Examples: Nasi Ulam Garden (WS8), Beside AS5 (WS12), LKCNHM (WS2)
Site characterisation indices
Three complementary indices are measured at each monitoring location through site surveys and panoramic fisheye photography — capturing both 2D greenery area and 3D canopy structure.
GnPR
Green Plot Ratio
Quantifies vegetation density using leaf area index across all vegetation layers within a 20 m buffer. The primary indicator of cooling potential — driven mainly by large tree canopy mass.
SVF
Sky View Factor
Proportion of sky visible from the point of measurement (0 = fully enclosed, 1 = fully open). Derived from fisheye photography processed with Tree Shade Mapper. Higher SVF correlates with greater solar exposure and temperature variability.
TVF
Tree View Factor
Proportion of the fisheye field of view occupied by tree canopy. Sites with higher TVF tend to show smaller diurnal temperature ranges — indicating tree canopy as a stabilising influence on the local thermal environment.
Monitoring locations
Campus deployment map
All 25 greenery monitoring locations across NUS Kent Ridge — Phase 1 (sites 1–12) and Phase 2 additions (sites 13–25, including PGPR and residential zones).
Map data © Google · Phase 1 locations as of March 2024 · Phase 2 locations ongoing · Open full map ↗
04 — Findings
What the data shows
Preliminary analysis across the 12 Phase 1 stations reveals a clear link between vegetation structure and thermal performance — with large canopy trees emerging as the dominant driver of localised cooling.
Key finding
GnPR closely tracks the pattern of large tree canopy — not shrubs or ground cover alone. Tree shadows provide consistently stronger cooling effects on air temperature than other vegetation types. Stations with higher TVF and GnPR show smaller diurnal temperature ranges, indicating that dense canopy moderates the thermal environment throughout the day and night.
Stations with high SVF (open, sky-exposed) show the largest interquartile temperature ranges — confirming that canopy closure is the critical variable for pedestrian-level thermal comfort in tropical campus settings.
Large trees → greatest cooling
High SVF → more variability
High GnPR → stable temperatures
Annual temperature range across Phase 1 sites
WS8 · Nasi Ulam
IQR ~2.2°C
Smaller IQR = more thermally stable site. WS12 (dense mature canopy, high GnPR) vs. WS10 (sparse young shrubs, SVF 0.69) shows a nearly 2°C difference in temperature variability. Annual mean temperatures across all 12 sites range from 23.5°C to 34.6°C. BEAM Ph.1 §5
05 — Research
Related publications
Peer-reviewed work underpinning the BEAM greenery database, monitoring methodology, and thermal comfort findings.

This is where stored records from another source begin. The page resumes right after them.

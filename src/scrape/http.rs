// src/scrape/http.rs
use anyhow::{Context, Result};
use async_trait::async_trait;
use reqwest::Client;
use std::time::Duration;
use tokio_util::sync::CancellationToken;

use super::PageFetcher;
use crate::error::FetchError;

const USER_AGENT: &str =
    "Mozilla/5.0 (X11; Ubuntu; Linux x86_64; rv:128.0) Gecko/20100101 Firefox/128.0";

/// Plain HTTP GET transport backed by a shared `reqwest::Client`.
#[derive(Clone)]
pub struct HttpFetcher {
    client: Client,
    timeout: Duration,
}

impl HttpFetcher {
    pub fn new() -> Result<Self> {
        let client = Client::builder()
            .user_agent(USER_AGENT)
            .redirect(reqwest::redirect::Policy::limited(5))
            .build()
            .context("building HTTP client")?;
        Ok(Self {
            client,
            timeout: Duration::from_secs(10),
        })
    }

    pub fn with_timeout(mut self, timeout: Duration) -> Self {
        self.timeout = timeout;
        self
    }

    async fn get_text(&self, url: &str) -> Result<String, FetchError> {
        let resp = self
            .client
            .get(url)
            .timeout(self.timeout)
            .send()
            .await
            .map_err(|e| self.classify(e))?;

        let status = resp.status();
        if !status.is_success() {
            return Err(FetchError::Status {
                code: status.as_u16(),
            });
        }

        resp.text().await.map_err(|e| self.classify(e))
    }

    fn classify(&self, e: reqwest::Error) -> FetchError {
        if e.is_timeout() {
            FetchError::Timeout(self.timeout)
        } else {
            FetchError::Transport(e.to_string())
        }
    }
}

#[async_trait]
impl PageFetcher for HttpFetcher {
    async fn fetch(&self, scope: &CancellationToken, url: &str) -> Result<String, FetchError> {
        if scope.is_cancelled() {
            return Err(FetchError::Cancelled);
        }
        // Dropping the request future aborts the connection.
        tokio::select! {
            _ = scope.cancelled() => Err(FetchError::Cancelled),
            res = self.get_text(url) => {
                if let Err(e) = &res {
                    tracing::debug!(target: "scrape", %url, error = %e, "http fetch failed");
                }
                res
            }
        }
    }
}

Journal of Digital Landscape Architecture · 2025
Lu, Y., et al. (2025) Integrating Multisource Data for Comprehensive Greenery Modeling in a Digital Twin — A Case Study of a Singapore Campus
Read ↗
CISBAT 2025
Gottkehaskamp, B., et al. (2025) Walking the Heat: Why Thermal Walks Matter for High Resolution Microclimate Mapping
Read ↗
ASim 2024
Ignatius, M., et al. (2024) Digital Twin and Wearables Unveiling Pedestrian Comfort Dynamics and Walkability in Cities
Read ↗
Landscape and Urban Planning · 2008
Wong, N.H. and Jusuf, S.K. (2008) GIS-based greenery evaluation on campus master plan
Read ↗
BEAM GIG — Greenery Insights & Guidelines is one of five Phase 2 work packages. The greenery database and monitoring network support the broader goal of guiding the planting of ~50,000 additional trees across NUS as part of the 120,000 Tree Planting Campaign, and informing evidence-based campus greening guidelines. Data collected under this programme are also integrated into the ClimaTwin Digital Twin for real-time visualisation and scenario testing.